2. which stats do you care about more than the others? me, i'm looking for GIR improvement and first putt length. 

3. if you track 'chips' (i do, because of a the program i'm using now) how do you differentiate between 'chip' and 'pitch'? i decided if i'm playing it behind the center, its a chip. roughly  

4. when people say, 'ballstriking' what stat comes to mind? what stat would you track to judge? 

5. if you were a single statistic, who would you chose as a mate? :cheeky4: 

6. if you have a stat index, post it. may as well do something. mines 531.8 at the moment. 

the numbering was included to make ease of responses. if you dont keep stats, post 1. none

add numbers (letters), i dont care. this thread was intended for participation, just put a number in it. add to the stat list (a.) if you want... 

statistics are the bane and bonus of high level golf, IMHO. and i refuse to believe that a 40 HCP cant play high level golf within their realm. sometimes its just fun to squeeze that much more out of a good round, though i try not to pay attention to the numbers within the round.

questions, rote recitation, speculation... its all fair game.

have fun all


----------



## blue3715 (Aug 29, 2006)

GIR and fairways are helpful. Its a quick guage of how you are playing in general. Putts is not so helpful, since if you have a lot of chips, putts can seem low.

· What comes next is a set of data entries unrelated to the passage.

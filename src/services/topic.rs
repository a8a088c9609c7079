use std::collections::HashMap;
use std::sync::Arc;

use chrono::{DateTime, Utc};
use serde::Serialize;
use tracing::info;
use utoipa::ToSchema;

use super::shared::{optional_text, required_text, AuthorRef, SharedService};
use crate::auth::Claims;
use crate::authorization::{rules, AuthorizationService};
use crate::error::ApiError;
use crate::models::*;
use crate::repo::Repo;

const TITLE_MAX: usize = 100;
const DESCRIPTION_MAX: usize = 1000;

#[derive(Debug, Serialize, ToSchema)]
pub struct TopicSummary {
    pub id: Id,
    pub title: String,
    pub description: String,
    pub created_by: AuthorRef,
    pub created_on: DateTime<Utc>,
    pub locked: bool,
    pub removed: bool,
    pub thread_count: usize,
    pub can_edit: bool,
    pub can_lock: bool,
    pub can_remove: bool,
}

#[derive(Debug, Serialize, ToSchema)]
pub struct ThreadSummary {
    pub id: Id,
    pub subject: String,
    pub created_by: AuthorRef,
    pub created_on: DateTime<Utc>,
    pub locked: bool,
    pub removed: bool,
    pub post_count: usize,
}

#[derive(Debug, Serialize, ToSchema)]
pub struct TopicPage {
    pub topic: TopicSummary,
    pub threads: Vec<ThreadSummary>,
    pub can_create_thread: bool,
}

#[derive(Clone)]
pub struct TopicService {
    repo: Arc<dyn Repo>,
    authz: AuthorizationService,
    shared: SharedService,
}

impl TopicService {
    pub fn new(repo: Arc<dyn Repo>, authz: AuthorizationService, shared: SharedService) -> Self {
        Self { repo, authz, shared }
    }

    pub async fn list(&self, auth: Option<&Claims>) -> Result<Vec<TopicSummary>, ApiError> {
        let actor = self.shared.current_member(auth).await?;
        let now = Utc::now();
        let staff = rules::can_view_removed(actor.as_ref(), now);
        let names = self.shared.author_names().await?;
        let mut out = Vec::new();
        for topic in self.repo.list_topics(staff).await? {
            let thread_count = self.repo.list_threads(topic.id, staff).await?.len();
            out.push(summarize(&topic, actor.as_ref(), &names, thread_count, now));
        }
        Ok(out)
    }

    pub async fn page(&self, auth: Option<&Claims>, id: Id) -> Result<TopicPage, ApiError> {
        let actor = self.shared.current_member(auth).await?;
        let now = Utc::now();
        let staff = rules::can_view_removed(actor.as_ref(), now);
        let topic = self.repo.get_topic(id).await?;
        if topic.is_removed() && !staff {
            return Err(ApiError::NotFound);
        }
        let names = self.shared.author_names().await?;
        let mut threads = Vec::new();
        for t in self.repo.list_threads(id, staff).await? {
            let post_count = self.repo.list_posts(t.id).await?.len();
            threads.push(ThreadSummary {
                id: t.id,
                subject: t.subject.clone(),
                created_by: SharedService::author(&names, t.created_by),
                created_on: t.created_on,
                locked: t.is_locked(),
                removed: t.is_removed(),
                post_count,
            });
        }
        Ok(TopicPage {
            can_create_thread: rules::can_create_thread(actor.as_ref(), &topic, now),
            topic: summarize(&topic, actor.as_ref(), &names, threads.len(), now),
            threads,
        })
    }

    pub async fn add(&self, auth: Option<&Claims>, new: NewTopic) -> Result<Topic, ApiError> {
        let actor = self.shared.current_member(auth).await?;
        let allowed = self.authz.can_create_topic(actor.as_ref());
        let actor = self.shared.permit(allowed, actor, "create topic")?;
        let new = NewTopic {
            title: required_text("title", &new.title, TITLE_MAX)?,
            description: optional_text("description", &new.description, DESCRIPTION_MAX)?,
        };
        let topic = self.repo.create_topic(new, actor.id).await?;
        info!(topic = topic.id, by = actor.id, "topic created");
        Ok(topic)
    }

    pub async fn update(&self, auth: Option<&Claims>, id: Id, upd: UpdateTopic) -> Result<Topic, ApiError> {
        let actor = self.shared.current_member(auth).await?;
        let allowed = self.authz.can_edit_topic(actor.as_ref(), id).await?;
        let actor = self.shared.permit(allowed, actor, "edit topic")?;
        let mut topic = self.repo.get_topic(id).await?;
        if let Some(title) = upd.title { topic.title = required_text("title", &title, TITLE_MAX)?; }
        if let Some(desc) = upd.description { topic.description = optional_text("description", &desc, DESCRIPTION_MAX)?; }
        topic.edited_by = Some(actor.id);
        topic.edited_on = Some(Utc::now());
        self.repo.save_topic(&topic).await?;
        Ok(topic)
    }

    pub async fn lock(&self, auth: Option<&Claims>, id: Id) -> Result<Topic, ApiError> {
        self.set_locked(auth, id, true).await
    }

    pub async fn unlock(&self, auth: Option<&Claims>, id: Id) -> Result<Topic, ApiError> {
        self.set_locked(auth, id, false).await
    }

    async fn set_locked(&self, auth: Option<&Claims>, id: Id, locked: bool) -> Result<Topic, ApiError> {
        let actor = self.shared.current_member(auth).await?;
        let allowed = self.authz.can_lock_topic(actor.as_ref(), id).await?;
        let actor = self.shared.permit(allowed, actor, "lock topic")?;
        let mut topic = self.repo.get_topic(id).await?;
        if locked {
            topic.locked_by = Some(actor.id);
            topic.locked_on = Some(Utc::now());
        } else {
            topic.locked_by = None;
            topic.locked_on = None;
        }
        self.repo.save_topic(&topic).await?;
        info!(topic = id, by = actor.id, locked, "topic lock changed");
        Ok(topic)
    }

    pub async fn remove(&self, auth: Option<&Claims>, id: Id) -> Result<Topic, ApiError> {
        self.set_removed(auth, id, true).await
    }

    pub async fn restore(&self, auth: Option<&Claims>, id: Id) -> Result<Topic, ApiError> {
        self.set_removed(auth, id, false).await
    }

    async fn set_removed(&self, auth: Option<&Claims>, id: Id, removed: bool) -> Result<Topic, ApiError> {
        let actor = self.shared.current_member(auth).await?;
        let allowed = self.authz.can_remove_topic(actor.as_ref(), id).await?;
        let actor = self.shared.permit(allowed, actor, "remove topic")?;
        let mut topic = self.repo.get_topic(id).await?;
        if removed {
            // removing twice keeps the original stamp
            if topic.removed_by.is_none() {
                topic.removed_by = Some(actor.id);
                topic.removed_on = Some(Utc::now());
            }
        } else {
            topic.removed_by = None;
            topic.removed_on = None;
        }
        self.repo.save_topic(&topic).await?;
        info!(topic = id, by = actor.id, removed, "topic visibility changed");
        Ok(topic)
    }
}

fn summarize(
    topic: &Topic,
    actor: Option<&Member>,
    names: &HashMap<Id, String>,
    thread_count: usize,
    now: DateTime<Utc>,
) -> TopicSummary {
    TopicSummary {
        id: topic.id,
        title: topic.title.clone(),
        description: topic.description.clone(),
        created_by: SharedService::author(names, topic.created_by),
        created_on: topic.created_on,
        locked: topic.is_locked(),
        removed: topic.is_removed(),
        thread_count,
        can_edit: rules::can_edit_topic(actor, topic, now),
        can_lock: rules::can_lock_topic(actor, topic, now),
        can_remove: rules::can_remove_topic(actor, topic, now),
    }
}
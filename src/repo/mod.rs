use async_trait::async_trait;

use crate::models::*;

#[derive(thiserror::Error, Debug)]
pub enum RepoError {
    #[error("not found")] NotFound,
    #[error("conflict")] Conflict,
    #[error("internal: {0}")] Internal(String),
}

pub type RepoResult<T> = Result<T, RepoError>;

#[async_trait]
pub trait MemberRepo: Send + Sync {
    async fn list_members(&self) -> RepoResult<Vec<Member>>;
    /// Id and username of every member, without profile data.
    async fn member_names(&self) -> RepoResult<Vec<(Id, String)>>;
    async fn get_member(&self, id: Id) -> RepoResult<Member>;
    /// Case-insensitive username lookup.
    async fn find_member(&self, username: &str) -> RepoResult<Member>;
    async fn create_member(&self, new: NewMember) -> RepoResult<Member>;
    async fn save_member(&self, member: &Member) -> RepoResult<()>;
    async fn member_activity(&self, id: Id) -> RepoResult<MemberActivity>;
    /// Reassigns every actor reference to `id` onto `sentinel`, then removes the member.
    /// Runs as one unit: either everything moves or nothing does.
    async fn delete_member(&self, id: Id, sentinel: Id) -> RepoResult<()>;
}

#[async_trait]
pub trait TopicRepo: Send + Sync {
    async fn list_topics(&self, include_removed: bool) -> RepoResult<Vec<Topic>>;
    async fn get_topic(&self, id: Id) -> RepoResult<Topic>;
    async fn create_topic(&self, new: NewTopic, actor: Id) -> RepoResult<Topic>;
    async fn save_topic(&self, topic: &Topic) -> RepoResult<()>;
}

#[async_trait]
pub trait ThreadRepo: Send + Sync {
    /// Newest first.
    async fn list_threads(&self, topic_id: Id, include_removed: bool) -> RepoResult<Vec<Thread>>;
    async fn get_thread(&self, id: Id) -> RepoResult<Thread>;
    /// Creates the thread together with its opening post, atomically.
    async fn create_thread(&self, topic_id: Id, new: NewThread, actor: Id) -> RepoResult<(Thread, Post)>;
    async fn save_thread(&self, thread: &Thread) -> RepoResult<()>;
    /// Deletes the thread and all of its posts, atomically.
    async fn delete_thread(&self, id: Id) -> RepoResult<()>;
}

#[async_trait]
pub trait PostRepo: Send + Sync {
    /// Oldest first; the head of the list is the opening post.
    async fn list_posts(&self, thread_id: Id) -> RepoResult<Vec<Post>>;
    async fn get_post(&self, id: Id) -> RepoResult<Post>;
    async fn create_post(&self, thread_id: Id, new: NewPost, actor: Id) -> RepoResult<Post>;
    async fn save_post(&self, post: &Post) -> RepoResult<()>;
    async fn delete_post(&self, id: Id) -> RepoResult<()>;
}

pub trait Repo: MemberRepo + TopicRepo + ThreadRepo + PostRepo {}

impl<T> Repo for T where T: MemberRepo + TopicRepo + ThreadRepo + PostRepo {}

#[cfg(feature = "inmem-store")]
pub mod inmem;

#[cfg(feature = "postgres-store")]
pub mod pg;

I also track (on par 4s) how far from the green I am after the tee shot. The average distance left from the green usually trends quite accurately to my average score. Other ways are to track what iron you hit and the result. This should quickly pinpoint which irons you are not playing as well as you can. It may seem obvious but usually you don't think about which irons you hit when you had some bad shots. You might see you are less accurate with your pw,9i than your 8i,7i.. this should help you in your next lesson.

finally, try never to 3 putt.. if you can lag better, you can easily cut 2-3 shots off per round.


----------



## GlennM (Mar 19, 2007)

I'm a stats person... but that's a lot of stats to track while playing. I try to keep in mind how many fairways hit, putts and GIR. At one point I wrote done the club, the distance I hit each club, GIR, putts but it was to much work. Anyway to do it easier? I have too much to think about already and the person I'm playing with might think I'm too anal.


----------



## Foster4 (May 2, 2007)

i enjoy stats ...fairways greens putts up and downs...


----------



## Chipmunkslayer (Jun 17, 2007)

Well, it doesn't actually count for anything, but the only thing I really track is driving distance. Mainly because I'm so new to the game it seems to be the only thing I do truly well right now.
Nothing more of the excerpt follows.